Evidence from preliminary genetic data combined with morphological and habitat differences indicates that Grevillea montis-cole subsp. brevistyla may require recognition as a distinct species.

==Distribution and habitat==
Subspecies brevistyla occurs on the upper slopes of Mount Langi Ghiran at an altitude of 800–900 m among granitic outcrops. Other plant species found in close proximity include bundy (Eucalyptus goniocalyx), shiny tea-tree (Leptospermum turbinatum), wedge-leaf hop-bush (Dodonaea viscosa subsp. cuneata), hairy correa (Correa aemula), violet kunzea (Kunzea parvifolia) and cranberry heath (Astroloma humifusum).

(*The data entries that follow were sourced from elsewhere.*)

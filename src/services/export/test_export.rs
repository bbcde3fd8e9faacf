use super::*;
use crate::params::cell_aggregates;

use std::fs;

fn sample_store() -> ParameterStore {
    let content = "Cell Name = Mixer\nParameter Name = gain\nParameter Address = 12\n\n\n\
                   Cell Name = Mixer\nParameter Name = trim\nParameter Address = 9\n\n\n\
                   Cell Name = Delay_A\nParameter Name = delay\nParameter Address = 786\n";
    ParameterStore::parse(content)
}

#[test]
fn test_csv_field_quoting() {
    assert_eq!(csv_field("plain"), "plain");
    assert_eq!(csv_field("691, 692"), "\"691, 692\"");
    assert_eq!(csv_field("say \"hi\""), "\"say \"\"hi\"\"\"");
}

#[test]
fn test_write_table_rows() {
    let dir = tempfile::tempdir().expect("tempdir");
    let path = dir.path().join("params.csv");

    write_table(&path, &sample_store()).expect("write table");

    let written = fs::read_to_string(&path).expect("read back");
    let lines: Vec<&str> = written.lines().collect();
    assert_eq!(lines[0], "cell_name,parameter_name,parameter_address");
    assert_eq!(lines[1], "Mixer,gain,12");
    assert_eq!(lines[3], "Delay_A,delay,786");
    assert_eq!(lines.len(), 4);
}

#[test]
fn test_write_address_lists_quotes_joined_field() {
    let dir = tempfile::tempdir().expect("tempdir");
    let path = dir.path().join("lists.csv");
    let store = sample_store();
    let cells = cell_aggregates(&store);

    write_address_lists(&path, &cells).expect("write lists");

    let written = fs::read_to_string(&path).expect("read back");
    let lines: Vec<&str> = written.lines().collect();
    assert_eq!(lines[0], "cell_name,address_count,addresses");
    assert_eq!(lines[1], "Delay_A,1,786");
    assert_eq!(lines[2], "Mixer,2,\"9, 12\"");
}

#[test]
fn test_write_address_ranges_rows() {
    let dir = tempfile::tempdir().expect("tempdir");
    let path = dir.path().join("ranges.csv");
    let store = sample_store();
    let cells = cell_aggregates(&store);

    write_address_ranges(&path, &cells).expect("write ranges");

    let written = fs::read_to_string(&path).expect("read back");
    let lines: Vec<&str> = written.lines().collect();
    assert_eq!(
        lines[0],
        "cell_name,address_count,min_address,max_address,address_range"
    );
    assert_eq!(lines[1], "Delay_A,1,786,786,786");
    assert_eq!(lines[2], "Mixer,2,9,12,\"[9, 12]\"");
}

#[test]
fn test_export_is_idempotent() {
    let dir = tempfile::tempdir().expect("tempdir");
    let first = dir.path().join("first.csv");
    let second = dir.path().join("second.csv");
    let store = sample_store();

    write_table(&first, &store).expect("first write");
    write_table(&second, &store).expect("second write");

    assert_eq!(
        fs::read_to_string(&first).expect("read first"),
        fs::read_to_string(&second).expect("read second")
    );
}

#[test]
fn test_write_failure_reports_path() {
    let store = sample_store();
    let path = std::path::Path::new("missing-dir/params.csv");

    let result = write_table(path, &store);

    assert!(matches!(
        result,
        Err(crate::shared::ScanError::WriteFailure { .. })
    ));
}
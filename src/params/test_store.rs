use super::*;

const SINGLE_BLOCK: &str = "Cell Name            = Delay_A\n\
                            Parameter Name       = DelaySigma300Alg1delay\n\
                            Parameter Address    = 786\n\
                            Parameter Value      = 0\n";

#[test]
fn test_parse_single_block() {
    let store = ParameterStore::parse(SINGLE_BLOCK);

    assert_eq!(store.len(), 1);
    assert_eq!(
        store.all()[0],
        ParameterRecord {
            cell_name: "Delay_A".to_string(),
            parameter_name: "DelaySigma300Alg1delay".to_string(),
            address: 786,
        }
    );
}

#[test]
fn test_parse_without_separator_is_one_block() {
    // A single blank line does not separate blocks, so the second set of
    // field lines overwrites the first (last line wins per field).
    let content = "Cell Name = A\nParameter Name = p1\nParameter Address = 1\n\n\
                   Cell Name = B\nParameter Name = p2\nParameter Address = 2\n";
    let store = ParameterStore::parse(content);

    assert_eq!(store.len(), 1);
    assert_eq!(store.all()[0].cell_name, "B");
    assert_eq!(store.all()[0].address, 2);
}

#[test]
fn test_parse_multiple_blocks() {
    let content = "Cell Name = A\nParameter Name = p1\nParameter Address = 1\n\n\n\
                   Cell Name = B\nParameter Name = p2\nParameter Address = 2\n";
    let store = ParameterStore::parse(content);

    assert_eq!(store.len(), 2);
    assert_eq!(store.all()[0].cell_name, "A");
    assert_eq!(store.all()[1].cell_name, "B");
}

#[test]
fn test_block_missing_address_is_dropped() {
    let content = "Cell Name = A\nParameter Name = p1\nParameter Address = 1\n\n\n\
                   Cell Name = B\nParameter Name = p2\n\n\n\
                   Cell Name = C\nParameter Name = p3\nParameter Address = 3\n";
    let store = ParameterStore::parse(content);

    assert_eq!(store.len(), 2);
    assert!(store.all().iter().all(|record| record.cell_name != "B"));
}

#[test]
fn test_field_order_within_block_does_not_matter() {
    let content = "Parameter Address = 42\nCell Name = Mixer\nParameter Name = gain\n";
    let store = ParameterStore::parse(content);

    assert_eq!(store.len(), 1);
    assert_eq!(store.all()[0].address, 42);
}

#[test]
fn test_address_ignores_trailing_content() {
    let content = "Cell Name = A\nParameter Name = p\nParameter Address = 123 (0x7B)\n";
    let store = ParameterStore::parse(content);

    assert_eq!(store.all()[0].address, 123);
}

#[test]
fn test_address_must_start_with_digits() {
    let content = "Cell Name = A\nParameter Name = p\nParameter Address = addr 123\n";
    let store = ParameterStore::parse(content);

    assert!(store.is_empty());
}

#[test]
fn test_leading_and_trailing_blank_runs() {
    let content = "\n\n\n\nCell Name = A\nParameter Name = p\nParameter Address = 7\n\n\n\n";
    let store = ParameterStore::parse(content);

    assert_eq!(store.len(), 1);
}

#[test]
fn test_lookup_returns_last_occurrence() {
    let content = "Cell Name = A\nParameter Name = p\nParameter Address = 1\n\n\n\
                   Cell Name = A\nParameter Name = p\nParameter Address = 9\n";
    let store = ParameterStore::parse(content);

    assert_eq!(store.lookup("A", "p"), Some(9));
}

#[test]
fn test_lookup_missing_pair() {
    let store = ParameterStore::parse(SINGLE_BLOCK);

    assert_eq!(store.lookup("Delay_A", "other"), None);
    assert_eq!(store.lookup("Delay_B", "DelaySigma300Alg1delay"), None);
}

#[test]
fn test_by_cell_preserves_order() {
    let content = "Cell Name = A\nParameter Name = p1\nParameter Address = 5\n\n\n\
                   Cell Name = B\nParameter Name = q\nParameter Address = 6\n\n\n\
                   Cell Name = A\nParameter Name = p2\nParameter Address = 4\n";
    let store = ParameterStore::parse(content);

    let records = store.by_cell("A");
    assert_eq!(records.len(), 2);
    assert_eq!(records[0].parameter_name, "p1");
    assert_eq!(records[1].parameter_name, "p2");
}

#[test]
fn test_unique_cells() {
    let content = "Cell Name = A\nParameter Name = p1\nParameter Address = 5\n\n\n\
                   Cell Name = A\nParameter Name = p2\nParameter Address = 6\n\n\n\
                   Cell Name = B\nParameter Name = q\nParameter Address = 7\n";
    let store = ParameterStore::parse(content);

    let cells = store.unique_cells();
    assert_eq!(cells.len(), 2);
    assert!(cells.contains("A"));
    assert!(cells.contains("B"));
}

#[test]
fn test_filtered_narrows_to_cell() {
    let content = "Cell Name = A\nParameter Name = p1\nParameter Address = 5\n\n\n\
                   Cell Name = B\nParameter Name = q\nParameter Address = 6\n";
    let store = ParameterStore::parse(content);

    let narrowed = store.filtered("B");
    assert_eq!(narrowed.len(), 1);
    assert_eq!(narrowed.all()[0].cell_name, "B");
    assert!(store.filtered("C").is_empty());
}

#[test]
fn test_parse_file_missing_input() {
    let result = ParameterStore::parse_file("does-not-exist.params");

    assert!(matches!(
        result,
        Err(crate::shared::ScanError::InputAccess { .. })
    ));
}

Subspecies montis-cole occurs in Mount Cole State Forest. It grows as an understorey shrub in tall eucalypt forest on soil derived from decomposed granite at an altitude of about 500–900 m.

==Conservation status==
Subspecies brevistyla is listed as vulnerable under the Australian Government Environment Protection and Biodiversity Conservation Act 1999, threatened in Victoria under the Flora and Fauna Guarantee Act 1988, and as vulnerable in Victoria on the Department of Sustainability and Environment's Advisory List of Rare Or Threatened Plants In Victoria.

Subspecies montis-cola is listed as rare in Victoria on the Victorian Department of Sustainability and Environment's Advisory List of Rare Or Threatened Plants In Victoria.